24 April 2011

But in the spirit of commemoration

- whereby those important events of the past, usually associated with someone's death or the end of some awful bloody struggle, are celebrated with a nice holiday....

Having long since seen little point in attending to religious ceremony, or really ceremony generally speaking, I see no reason to commemorate such useless things. So instead I will demonstrate my annoyance with some particular commemorations.

Twisting Fawkes attempt to impose Catholicism into a struggle for freedom is a little off-putting, but otherwise, it is not all that distant the operations of most modern religious institutions and their promises of order, of freedom from thought (rather than of thought), and so on from V's speech.

I suppose if your desire is to depose of your reason and your faculty for tolerance of viewpoints distinct from your own in exchange for an illusory sense of balance and appoint to yourself a label of holy moral judge of the character and habits of others, if your desire is to absolve yourself the responsibility to live in exchange for the presumption of an afterlife, and that always full of reward. If it is to demand of others the conformity to your comfortable assumptions and claims of common sense rather than investigation of wisdom and a discomforting presumption that you might be wrong, then religion is the perfect world for you.

But I'd have to ask how far it has fallen since Aquinas and Augustine and others to make a challenge of free will and the responsibility of engaging and wrestling with one's moral ethical standards over a lifetime somehow a mortal danger worth casting aside in favor of being told what to do and how to live by others.

2 comments:

Anonymous said...

Absolutely! I'm always telling people like you what you should be doing.

I just think it really hard, and you know what I'm thinking. It's like ESP.

Sun Tzu said...

Perhaps you should consider just how engrained religion is in our society.

You might have missed any of the following as common sets of attributes for us to deal with:
1) Blue laws and that many people get Sundays, rather than whatever day(s) they might choose, off
2) Vice laws (drugs, prostitution, sale of kidneys, etc)
3) Restrictions on sexuality, in particular access to birth control
4) Hostility toward scientific conclusions in biology in particular. Usually physics gets a pass, but I'm not sure if it would in your universe of ideas based on previous comments.
5) Abstinence only education
6) Public and social hostility toward non-Christians, atheists in particular.
7) Non-attendance of church is, in many communities, seen in a very dim view. Non-religious views are often treated as immoral and improper without any analysis applied to how they actually work, ie, they (and the people who hold these nefarious ideas) are dismissed without comment.
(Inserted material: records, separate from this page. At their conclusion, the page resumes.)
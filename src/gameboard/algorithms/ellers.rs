use std::collections::BTreeMap;

use rand::{seq::index, seq::SliceRandom as _, Rng as _};

use super::{Maze, MazeError, MazeGenerator, Random};
use crate::gameboard::{CellState, CellWall};

/// Chance of joining two neighboring sets in a row, the last row always joins.
const MERGE_CHANCE: f64 = 0.8;
/// Chance of an extra south opening from a set, past the mandatory one.
const EXTRA_DROP_CHANCE: f64 = 0.3;

/// Eller's algorithm, builds the maze one row at a time.
///
/// Each cell of the current row carries a set label. Cells opened from the row above
/// inherit its label, the rest start in a set of their own.
#[derive(Debug, Clone, Copy, Default)]
pub struct EllersAlgorithm;

impl MazeGenerator for EllersAlgorithm {
    fn generate_with(&self, width: i32, height: i32, rng: &mut Random) -> Result<Maze, MazeError> {
        let mut maze = Maze::new(width, height)?;
        let height = maze.height();

        let mut next_label = 0;
        let mut labels = Vec::new();

        for row in 0..height {
            let is_last = row + 1 == height;

            if row == 0 {
                labels = partition_first_row(&mut maze, &mut next_label, rng);
                if is_last {
                    merge_sets(&mut maze, row, &mut labels, true, rng);
                }
            } else {
                labels = inherit_labels(&maze, row, &labels, &mut next_label);
                merge_sets(&mut maze, row, &mut labels, is_last, rng);
            }

            if !is_last {
                drop_down(&mut maze, row, &labels, rng);
            }

            log::trace!("Row {} sets: {:?}", row, labels);
        }

        Ok(maze)
    }
}

/// Splits the first row into a random number of contiguous sets and opens each of them.
fn partition_first_row(maze: &mut Maze, next_label: &mut usize, rng: &mut Random) -> Vec<usize> {
    let width = maze.width();

    // with more than two cells, every cell being its own set is not an option
    let set_count = if width > 2 {
        rng.gen_range(1..width)
    } else {
        rng.gen_range(1..=width)
    };

    let mut cuts = index::sample(rng, width - 1, set_count - 1)
        .into_iter()
        .map(|i| i + 1)
        .collect::<Vec<_>>();
    cuts.sort_unstable();

    let mut labels = Vec::with_capacity(width);
    let mut label = *next_label;
    for col in 0..width {
        if col > 0 {
            let joined = cuts.binary_search(&col).is_err()
                && maze.tear_down_wall(0, col - 1, CellState::OPEN_EAST).is_ok();
            if !joined {
                label += 1;
            }
        }
        labels.push(label);
    }

    *next_label = label + 1;
    labels
}

/// Labels for `row`, which only has the openings dropped from the row above.
fn inherit_labels(maze: &Maze, row: usize, above: &[usize], next_label: &mut usize) -> Vec<usize> {
    above
        .iter()
        .enumerate()
        .map(|(col, &label)| {
            if maze.is_open(row, col, CellWall::North) {
                label
            } else {
                *next_label += 1;
                *next_label - 1
            }
        })
        .collect()
}

/// Joins neighboring cells of different sets, each joined pair unifies the whole sets.
fn merge_sets(maze: &mut Maze, row: usize, labels: &mut [usize], force: bool, rng: &mut Random) {
    for col in 0..labels.len().saturating_sub(1) {
        let (left, right) = (labels[col], labels[col + 1]);
        if left == right || !(force || rng.gen_bool(MERGE_CHANCE)) {
            continue;
        }

        if maze.tear_down_wall(row, col, CellState::OPEN_EAST).is_err() {
            continue;
        }

        labels
            .iter_mut()
            .filter(|label| **label == right)
            .for_each(|label| *label = left);
    }
}

/// Opens the south wall of at least one cell in every set.
fn drop_down(maze: &mut Maze, row: usize, labels: &[usize], rng: &mut Random) {
    let mut sets = BTreeMap::<usize, Vec<usize>>::new();
    for (col, &label) in labels.iter().enumerate() {
        sets.entry(label).or_default().push(col);
    }

    for cols in sets.values() {
        let Some(&chosen) = cols.choose(rng) else {
            continue;
        };

        for &col in cols {
            if col == chosen || rng.gen_bool(EXTRA_DROP_CHANCE) {
                // never called for the last row, so south is always inside the grid
                let opened = maze.tear_down_wall(row, col, CellState::OPEN_SOUTH);
                debug_assert!(opened.is_ok(), "{:?}", opened);
                if let Err(err) = opened {
                    log::warn!("Set lost its south opening: {}", err);
                }
            }
        }
    }
}
use std::{
    fs, io,
    path::{Path, PathBuf},
};

use ron::{self, extensions::Extensions};
use serde::{Deserialize, Serialize};
use thiserror::Error;

use crate::gameboard::algorithms::Algorithm;

const DEFAULT_SETTINGS: &str = include_str!("./default_settings.ron");

#[derive(Debug, Error)]
pub enum SettingsError {
    #[error("Can't read settings file: {0}")]
    Io(#[from] io::Error),
    #[error("Invalid settings: {0}")]
    Parse(#[from] ron::error::SpannedError),
}

#[derive(Debug, Clone, PartialEq, Eq, Serialize, Deserialize)]
pub struct MazePreset {
    pub title: String,
    pub width: i32,
    pub height: i32,
    #[serde(default)]
    pub default: bool,
}

#[derive(Debug, Default, Clone, Serialize, Deserialize)]
pub struct Settings {
    #[serde(default)]
    pub default_maze_gen_algo: Option<Algorithm>,
    #[serde(default)]
    pub seed: Option<u64>,
    #[serde(default)]
    pub mazes: Option<Vec<MazePreset>>,
}

impl Settings {
    pub fn new() -> Self {
        Self::default()
    }

    pub fn set_default_maze_gen_algo(mut self, value: Algorithm) -> Self {
        self.default_maze_gen_algo = Some(value);
        self
    }

    pub fn get_default_maze_gen_algo(&self) -> Algorithm {
        self.default_maze_gen_algo.unwrap_or_default()
    }

    pub fn set_seed(mut self, value: u64) -> Self {
        self.seed = Some(value);
        self
    }

    pub fn get_seed(&self) -> Option<u64> {
        self.seed
    }

    pub fn set_mazes(mut self, value: Vec<MazePreset>) -> Self {
        self.mazes = Some(value);
        self
    }

    pub fn get_mazes(&self) -> Vec<MazePreset> {
        self.mazes.clone().unwrap_or_default()
    }

    /// Preset marked as default, or the first one when none is.
    pub fn default_preset(&self) -> Option<MazePreset> {
        let mazes = self.get_mazes();
        mazes
            .iter()
            .find(|preset| preset.default)
            .or_else(|| mazes.first())
            .cloned()
    }

    pub fn find_preset(&self, title: &str) -> Option<MazePreset> {
        self.get_mazes()
            .into_iter()
            .find(|preset| preset.title.eq_ignore_ascii_case(title))
    }

    /// `<config dir>/ariadne/settings.ron`
    pub fn default_path() -> Option<PathBuf> {
        dirs::config_dir().map(|dir| dir.join("ariadne").join("settings.ron"))
    }

    pub fn from_ron(text: &str) -> Result<Self, SettingsError> {
        let options = ron::Options::default().with_default_extension(Extensions::IMPLICIT_SOME);
        Ok(options.from_str(text)?)
    }

    pub fn builtin() -> Result<Self, SettingsError> {
        Self::from_ron(DEFAULT_SETTINGS)
    }

    /// Reads the settings file, a missing file means built-in settings.
    pub fn load(path: &Path) -> Result<Self, SettingsError> {
        match fs::read_to_string(path) {
            Ok(text) => Self::from_ron(&text),
            Err(err) if err.kind() == io::ErrorKind::NotFound => {
                log::info!("No settings at {:?}, using defaults", path);
                Self::builtin()
            }
            Err(err) => Err(err.into()),
        }
    }
}
use std::{
    io::{self, Write as _},
    sync::{OnceLock, RwLock},
};

use log::{Log, Metadata, Record};

static LOGGER: OnceLock<CliLogger> = OnceLock::new();

pub fn get_logger() -> &'static CliLogger {
    LOGGER.get_or_init(|| CliLogger::new(log::Level::Warn))
}

pub fn init(min_level: log::Level) -> Result<(), log::SetLoggerError> {
    let logger = get_logger();
    logger.set_min_level(min_level);

    log::set_logger(logger)?;
    log::set_max_level(log::LevelFilter::Trace);
    Ok(())
}

/// Level for the number of `-v` flags, warnings are always shown.
pub fn level_from_verbosity(verbosity: u8) -> log::Level {
    match verbosity {
        0 => log::Level::Warn,
        1 => log::Level::Info,
        2 => log::Level::Debug,
        _ => log::Level::Trace,
    }
}

/// Writes every message to stderr, so the maze on stdout stays clean.
pub struct CliLogger {
    min_level: RwLock<log::Level>,
}

impl CliLogger {
    fn new(min_level: log::Level) -> Self {
        Self {
            min_level: RwLock::new(min_level),
        }
    }

    pub fn min_level(&self) -> log::Level {
        self.min_level
            .read()
            .map(|level| *level)
            .unwrap_or(log::Level::Warn)
    }

    pub fn set_min_level(&self, level: log::Level) {
        if let Ok(mut min_level) = self.min_level.write() {
            *min_level = level;
        }
    }
}

impl Log for CliLogger {
    fn enabled(&self, metadata: &Metadata) -> bool {
        metadata.level() <= self.min_level()
    }

    fn log(&self, record: &Record) {
        if self.enabled(record.metadata()) {
            let _ = writeln!(
                io::stderr().lock(),
                "[{}] {}: {}",
                record.level(),
                record.module_path().unwrap_or("unknown"),
                record.args()
            );
        }
    }

    fn flush(&self) {
        let _ = io::stderr().flush();
    }
}
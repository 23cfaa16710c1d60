pub mod array;
pub mod gameboard;
pub mod settings;

pub use gameboard::{
    algorithms::{
        generate_batch, Algorithm, EllersAlgorithm, MazeGenerator, Random, RecursiveBacktracker,
        RndKruskals,
    },
    CellState, CellWall, Maze, MazeError, SerializableMaze, SerializeError,
};
use crate::compiler::lexer::Coordinate;
use std::fmt;

/// Syntax error with position
#[derive(Debug, Clone, PartialEq)]
pub struct ParserError {
    pub kind: ParserErrorKind,
    pub location: ErrorLocation,
}

#[derive(Debug, Clone, Copy, PartialEq)]
pub enum ErrorLocation {
    /// At the offending token
    At(Coordinate),
    /// Just after the token at this position (a missing terminator)
    After(Coordinate),
}

#[derive(Debug, Clone, PartialEq)]
pub enum ParserErrorKind {
    UnexpectedToken {
        found: String,
        expected: Vec<String>,
    },
    ExpectedIdentifier {
        found: String,
    },
    MissingSemicolon,
    MissingRightCurly,
    MissingRightParen,
    InvalidCharacter(String),
    InvalidNumberFormat(String),
    InvalidAssignmentTarget,
    NotAStatement,
    /// A modifier that is not allowed where it appears
    IllegalModifier {
        modifier: String,
        subject: String,
    },
    TrailingInput {
        found: String,
    },
    /// Expression tree or operand nesting beyond what later phases walk
    ExpressionTooComplex,
    NestingTooDeep,
}

pub type ParseResult<T> = Result<T, ParserError>;

impl ParserError {
    pub fn at(kind: ParserErrorKind, coordinate: Coordinate) -> Self {
        Self {
            kind,
            location: ErrorLocation::At(coordinate),
        }
    }

    pub fn after(kind: ParserErrorKind, coordinate: Coordinate) -> Self {
        Self {
            kind,
            location: ErrorLocation::After(coordinate),
        }
    }

    pub fn coordinate(&self) -> Coordinate {
        match self.location {
            ErrorLocation::At(coord) | ErrorLocation::After(coord) => coord,
        }
    }

    pub fn line(&self) -> Option<usize> {
        Some(self.coordinate().line)
    }

    pub fn column(&self) -> Option<usize> {
        Some(self.coordinate().column)
    }
}

impl fmt::Display for ParserErrorKind {
    fn fmt(&self, f: &mut fmt::Formatter<'_>) -> fmt::Result {
        match self {
            ParserErrorKind::UnexpectedToken { found, expected } => {
                if expected.is_empty() {
                    write!(f, "Unexpected token '{found}'")
                } else {
                    write!(f, "Unexpected token '{found}', expected: {}", expected.join(", "))
                }
            }
            ParserErrorKind::ExpectedIdentifier { found } => {
                write!(f, "Expected identifier, found '{found}'")
            }
            ParserErrorKind::MissingSemicolon => write!(f, "Missing ';'"),
            ParserErrorKind::MissingRightCurly => write!(f, "Missing '}}' to complete block"),
            ParserErrorKind::MissingRightParen => write!(f, "Missing ')'"),
            ParserErrorKind::InvalidCharacter(c) => write!(f, "Invalid character '{c}'"),
            ParserErrorKind::InvalidNumberFormat(s) => write!(f, "Invalid number format: '{s}'"),
            ParserErrorKind::InvalidAssignmentTarget => {
                write!(f, "The left-hand side of an assignment must be a variable")
            }
            ParserErrorKind::NotAStatement => write!(f, "Expression is not a statement"),
            ParserErrorKind::ExpressionTooComplex => write!(f, "The expression is too complex"),
            ParserErrorKind::NestingTooDeep => write!(f, "Statements are nested too deeply"),
            ParserErrorKind::IllegalModifier { modifier, subject } => {
                write!(f, "Illegal modifier '{modifier}' for {subject}")
            }
            ParserErrorKind::TrailingInput { found } => {
                write!(f, "Unexpected '{found}' after the module declaration")
            }
        }
    }
}

impl fmt::Display for ParserError {
    fn fmt(&self, f: &mut fmt::Formatter<'_>) -> fmt::Result {
        match self.location {
            ErrorLocation::At(c) => write!(f, "{}:{}: {}", c.line, c.column, self.kind),
            ErrorLocation::After(c) => write!(f, "{}:{}(after): {}", c.line, c.column, self.kind),
        }
    }
}

impl std::error::Error for ParserError {}

#[cfg(test)]
mod tests {
    use super::*;

    #[test]
    fn test_display_with_location() {
        let err = ParserError::after(
            ParserErrorKind::MissingSemicolon,
            Coordinate { line: 3, column: 9 },
        );
        assert_eq!(err.to_string(), "3:9(after): Missing ';'");
        assert_eq!(err.line(), Some(3));
    }

    #[test]
    fn test_unexpected_token_message() {
        let kind = ParserErrorKind::UnexpectedToken {
            found: "}".to_string(),
            expected: vec!["class".to_string(), "interface".to_string()],
        };
        assert_eq!(kind.to_string(), "Unexpected token '}', expected: class, interface");
    }
}
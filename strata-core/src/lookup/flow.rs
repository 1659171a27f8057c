//! Reachability and definite assignment

use crate::compiler::ast::{Block, Body, Expr, ExprKind, MethodDecl, Stmt, StmtKind};
use crate::compiler::result::{Category, CompilationResult};
use crate::compiler::tree::{DeclarationTree, TreeState};
use std::collections::HashSet;

/// State flowing out of a statement
#[derive(Debug, Clone, PartialEq)]
struct FlowInfo {
    reachable: bool,
    assigned: HashSet<String>,
}

impl FlowInfo {
    fn start() -> Self {
        Self {
            reachable: true,
            assigned: HashSet::new(),
        }
    }

    fn dead(&self) -> Self {
        Self {
            reachable: false,
            assigned: self.assigned.clone(),
        }
    }

    /// Join point of two paths; a dead path places no constraint on the other
    fn merge(self, other: FlowInfo) -> FlowInfo {
        match (self.reachable, other.reachable) {
            (false, _) => other,
            (_, false) => self,
            _ => FlowInfo {
                reachable: true,
                assigned: self.assigned.intersection(&other.assigned).cloned().collect(),
            },
        }
    }
}

/// Flow checks over resolved bodies
#[derive(Debug, Default)]
pub struct FlowAnalyzer {
    locals: Vec<Vec<String>>,
}

impl FlowAnalyzer {
    pub fn new() -> Self {
        Self::default()
    }

    pub fn analyze(&mut self, tree: &mut DeclarationTree) {
        if tree.has_scope() && tree.module.is_none() {
            for decl in &tree.types {
                for method in &decl.methods {
                    if let Body::Parsed(block) = &method.body {
                        self.method(method, block, &mut tree.result);
                    }
                }
            }
        }
        tree.advance(TreeState::Analyzed);
    }

    fn method(&mut self, method: &MethodDecl, body: &Block, result: &mut CompilationResult) {
        self.locals = vec![method.params.iter().map(|p| p.name.clone()).collect()];
        let mut flow = FlowInfo::start();
        flow.assigned.extend(method.params.iter().map(|p| p.name.clone()));

        let out = self.block(body, flow, result);
        if out.reachable && !method.return_type.is_void() {
            result.error(
                Category::Flow,
                format!("This method must return a result of type {}", method.return_type.name),
                method.coordinate,
            );
        }
        self.locals.clear();
    }

    fn block(&mut self, block: &Block, mut flow: FlowInfo, result: &mut CompilationResult) -> FlowInfo {
        self.locals.push(Vec::new());
        let mut reported = false;

        for stmt in &block.stmts {
            if !flow.reachable && !matches!(stmt.kind, StmtKind::Empty) {
                if !reported {
                    result.error(Category::Flow, "Unreachable code", stmt.coordinate);
                    reported = true;
                }
                flow.reachable = true;
            }
            flow = self.statement(stmt, flow, result);
        }

        if reported {
            flow.reachable = false;
        }
        self.locals.pop();
        flow
    }

    fn nested(&mut self, stmt: &Stmt, flow: FlowInfo, result: &mut CompilationResult) -> FlowInfo {
        self.locals.push(Vec::new());
        let out = self.statement(stmt, flow, result);
        self.locals.pop();
        out
    }

    fn statement(&mut self, stmt: &Stmt, mut flow: FlowInfo, result: &mut CompilationResult) -> FlowInfo {
        match &stmt.kind {
            StmtKind::Block(block) => self.block(block, flow, result),
            StmtKind::Local { name, init, .. } => {
                if let Some(init) = init {
                    self.reads(init, &flow, result);
                }
                if let Some(frame) = self.locals.last_mut() {
                    frame.push(name.clone());
                }
                if init.is_some() {
                    flow.assigned.insert(name.clone());
                } else {
                    flow.assigned.remove(name);
                }
                flow
            }
            StmtKind::Assign { target, value } => {
                self.reads(value, &flow, result);
                match &target.kind {
                    ExprKind::Name(name) if self.is_local(name) => {
                        flow.assigned.insert(name.clone());
                    }
                    _ => self.reads(target, &flow, result),
                }
                flow
            }
            StmtKind::Expr(expr) => {
                self.reads(expr, &flow, result);
                flow
            }
            StmtKind::Return(value) => {
                if let Some(value) = value {
                    self.reads(value, &flow, result);
                }
                flow.dead()
            }
            StmtKind::If {
                condition,
                then_branch,
                else_branch,
            } => {
                self.reads(condition, &flow, result);
                let then_out = self.nested(then_branch, flow.clone(), result);
                let else_out = match else_branch {
                    Some(else_branch) => self.nested(else_branch, flow, result),
                    None => flow,
                };
                then_out.merge(else_out)
            }
            StmtKind::While { condition, body } => {
                self.reads(condition, &flow, result);
                self.nested(body, flow.clone(), result);
                if condition.is_true_literal() {
                    flow.dead()
                } else {
                    flow
                }
            }
            StmtKind::Empty => flow,
        }
    }

    fn is_local(&self, name: &str) -> bool {
        self.locals.iter().any(|frame| frame.iter().any(|n| n == name))
    }

    fn reads(&self, expr: &Expr, flow: &FlowInfo, result: &mut CompilationResult) {
        match &expr.kind {
            ExprKind::Name(name) => {
                if self.is_local(name) && !flow.assigned.contains(name) {
                    result.error(
                        Category::Flow,
                        format!("The local variable {name} may not have been initialized"),
                        expr.coordinate,
                    );
                }
            }
            ExprKind::Call { receiver, args, .. } => {
                if let Some(receiver) = receiver {
                    self.reads(receiver, flow, result);
                }
                for arg in args {
                    self.reads(arg, flow, result);
                }
            }
            ExprKind::Field { receiver, .. } => self.reads(receiver, flow, result),
            ExprKind::Unary { operand, .. } => self.reads(operand, flow, result),
            ExprKind::Binary { left, right, .. } => {
                self.reads(left, flow, result);
                self.reads(right, flow, result);
            }
            ExprKind::Int(_)
            | ExprKind::True
            | ExprKind::False
            | ExprKind::Null
            | ExprKind::This
            | ExprKind::New(_) => {}
        }
    }
}

#[cfg(test)]
mod tests {
    use super::*;
    use crate::compiler::parser::Parser;
    use crate::compiler::{CompilationResult, SourceUnit, UnitScope};

    fn analyze(source: &str) -> Vec<String> {
        let unit = SourceUnit::new("A.strata", source);
        let mut tree = Parser::new().parse_standalone(&unit, CompilationResult::new("A.strata", 0, 1, 100));
        tree.scope = Some(UnitScope::default());
        FlowAnalyzer::new().analyze(&mut tree);
        assert_eq!(tree.state(), TreeState::Analyzed);
        tree.result.diagnostics().iter().map(|d| d.message.clone()).collect()
    }

    #[test]
    fn test_clean_method() {
        let messages = analyze(
            "class A { int f(int n) { int x; if (n > 0) { x = 1; } else { x = 2; } return x; } }",
        );
        assert!(messages.is_empty(), "{messages:?}");
    }

    #[test]
    fn test_uninitialized_local() {
        assert_eq!(
            analyze("class A { int f(int n) { int x; if (n > 0) { x = 1; } return x; } }"),
            vec!["The local variable x may not have been initialized"]
        );
    }

    #[test]
    fn test_unreachable_reported_once() {
        assert_eq!(
            analyze("class A { int f() { return 1; g(); g(); } void g() {} }"),
            vec!["Unreachable code"]
        );
    }

    #[test]
    fn test_missing_return() {
        assert_eq!(
            analyze("class A { int f(boolean b) { if (b) { return 1; } } }"),
            vec!["This method must return a result of type int"]
        );
    }

    #[test]
    fn test_infinite_loop_needs_no_return() {
        assert!(analyze("class A { int f() { while (true) { g(); } } void g() {} }").is_empty());
        assert_eq!(
            analyze("class A { int f() { while (true) { } return 1; } }"),
            vec!["Unreachable code"]
        );
    }

    #[test]
    fn test_fields_are_not_tracked() {
        assert!(analyze("class A { int size; int f() { return size; } }").is_empty());
    }

    #[test]
    fn test_unscoped_unit_is_skipped() {
        let unit = SourceUnit::new("A.strata", "class A { int f() { } }");
        let mut tree = Parser::new().parse_standalone(&unit, CompilationResult::new("A.strata", 0, 1, 100));
        FlowAnalyzer::new().analyze(&mut tree);
        assert!(tree.result.diagnostics().is_empty());
        assert_eq!(tree.state(), TreeState::Analyzed);
    }
}
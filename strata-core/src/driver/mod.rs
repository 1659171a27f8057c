//! Batch compilation driver

pub mod compiler;
pub mod ordering;
pub mod prefilter;
pub mod progress;
pub mod sink;

pub use compiler::Compiler;
pub use ordering::order_units;
pub use prefilter::prefilter;
pub use progress::{LogProgress, NoProgress, ProgressReporter, RecordingProgress};
pub use sink::{CollectingSink, ResultSink};

/// Log target of the driver's own records
pub const DRIVER_TARGET: &str = "strata::driver";
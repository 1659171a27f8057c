//! Strata CLI - Command line interface
//!
//! Project-based batch compilation: sources, sourcepath and compiler flags come
//! from a JSON manifest (`strata.json`), command line flags override the flags.

use clap::Parser;
use std::io;
use std::path::PathBuf;
use std::process;
use std::sync::Arc;

mod config;
mod logging;
mod report;

use crate::config::{library_logger, parse_phase, read_manifest, resolve_entry, LogConfig};
use crate::logging::LogFormat;
use strata_api::{compile_batch, expand_sources, LogLevel, NativeFileSystem, RunConfig};
use strata_config::Phase;
use tracing::level_filters::LevelFilter;

#[derive(Parser)]
#[command(name = "strata", about = "Strata batch compiler - project-based compilation", version)]
struct Cli {
    /// Manifest file path
    #[arg(value_name = "MANIFEST", default_value = "strata.json")]
    manifest: PathBuf,

    /// Drop units with syntax errors instead of compiling them
    #[arg(long)]
    tolerant: bool,

    /// Diagnostic level: off, error, warn, info, debug, trace
    #[arg(long, value_name = "LEVEL", value_parser = parse_level)]
    log_level: Option<LogLevel>,

    /// Trace one phase regardless of the global level (parser, binder, fault_in, ...)
    #[arg(long, value_name = "PHASE", value_parser = parse_phase)]
    trace_phase: Vec<Phase>,

    /// Also append compiler log records to this file
    #[arg(long, value_name = "PATH")]
    log_file: Option<PathBuf>,

    /// Log and report format
    #[arg(long, value_enum, default_value_t = LogFormat::Compact)]
    format: LogFormat,
}

fn parse_level(s: &str) -> Result<LogLevel, String> {
    LogLevel::parse(s).ok_or_else(|| format!("unknown log level '{s}'"))
}

fn main() {
    let cli = Cli::parse();
    match run(&cli) {
        Ok(true) => {}
        Ok(false) => process::exit(1),
        Err(message) => {
            eprintln!("Error: {message}");
            process::exit(1);
        }
    }
}

/// Compile the project; `Ok(false)` when any unit has errors
fn run(cli: &Cli) -> Result<bool, String> {
    let manifest = read_manifest(&cli.manifest).map_err(|e| e.to_string())?;

    let mut compiler = manifest.compiler_config();
    if cli.tolerant {
        compiler.tolerant = true;
    }
    if let Some(level) = cli.log_level {
        compiler.diagnostic_level = level;
    }

    let log_config = cli
        .trace_phase
        .iter()
        .fold(LogConfig::new(compiler.diagnostic_level), |config, phase| {
            config.with_phase(*phase, LevelFilter::TRACE)
        });
    logging::init(&log_config, cli.format);
    tracing::debug!(target: "strata::cli", manifest = %cli.manifest.display(), "manifest loaded");

    // Records below the most verbose target's level are dropped before formatting.
    let logger = library_logger(log_config.max_level(), cli.log_file.as_deref());

    let vfs = Arc::new(NativeFileSystem::new());
    let entries: Vec<PathBuf> = manifest
        .sources
        .iter()
        .map(|entry| resolve_entry(&cli.manifest, entry))
        .collect();
    let files = expand_sources(vfs.as_ref(), &entries).map_err(|e| e.to_string())?;

    let run_config = RunConfig::new(compiler)
        .with_sourcepath(manifest.sourcepath.iter().map(|root| resolve_entry(&cli.manifest, root)))
        .with_logger(logger);

    let output = compile_batch(vfs, &files, &run_config).map_err(|e| e.to_string())?;

    let stdout = io::stdout();
    report::write_report(&mut stdout.lock(), &output, cli.format == LogFormat::Json).map_err(|e| e.to_string())?;
    Ok(!output.has_errors())
}
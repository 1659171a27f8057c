//! Source units

use std::fmt;
use std::sync::Arc;

/// File name of a module descriptor in source form
pub const DESCRIPTOR_SOURCE_NAME: &str = "module-info.strata";
/// File name of a module descriptor in compiled form
pub const DESCRIPTOR_COMPILED_NAME: &str = "module-info.stratac";

/// One input to the compiler: a path-like name and its text
///
/// Immutable once created; clones share the underlying buffers.
#[derive(Clone, PartialEq, Eq, Hash)]
pub struct SourceUnit {
    name: Arc<str>,
    content: Arc<str>,
}

impl SourceUnit {
    pub fn new(name: impl Into<Arc<str>>, content: impl Into<Arc<str>>) -> Self {
        Self {
            name: name.into(),
            content: content.into(),
        }
    }

    pub fn name(&self) -> &str {
        &self.name
    }

    pub fn content(&self) -> &str {
        &self.content
    }

    /// Whether this unit declares module metadata (`module-info.strata` or `module-info.stratac`)
    pub fn is_module_descriptor(&self) -> bool {
        self.name.ends_with(DESCRIPTOR_SOURCE_NAME) || self.name.ends_with(DESCRIPTOR_COMPILED_NAME)
    }
}

impl fmt::Debug for SourceUnit {
    fn fmt(&self, f: &mut fmt::Formatter<'_>) -> fmt::Result {
        f.debug_struct("SourceUnit")
            .field("name", &self.name)
            .field("len", &self.content.len())
            .finish()
    }
}

impl fmt::Display for SourceUnit {
    fn fmt(&self, f: &mut fmt::Formatter<'_>) -> fmt::Result {
        f.write_str(&self.name)
    }
}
The post itself was a response to the general attitude toward atheism by fundamentalist Christians as though having the responsibility of coming up with morals and thinking about the world itself seems to be too grand a task for a human being to take on and that instead, all knowledge should be "received".

I'd consider this very much an idea toward telling other people what to do, and not for telling people like me, but for telling other Christians things like "they have it wrong" or some such in relation to their own faith. Much less the social and legal pressures brought to bear against non-Christians by these same people (prayer in school, abortion should be illegal, homosexuality is a sin, "teach the controversy", revisionist histories of the country and ideology of the US and in particular the relationship with Israel viewed through biblical rather than geopolitical lenses).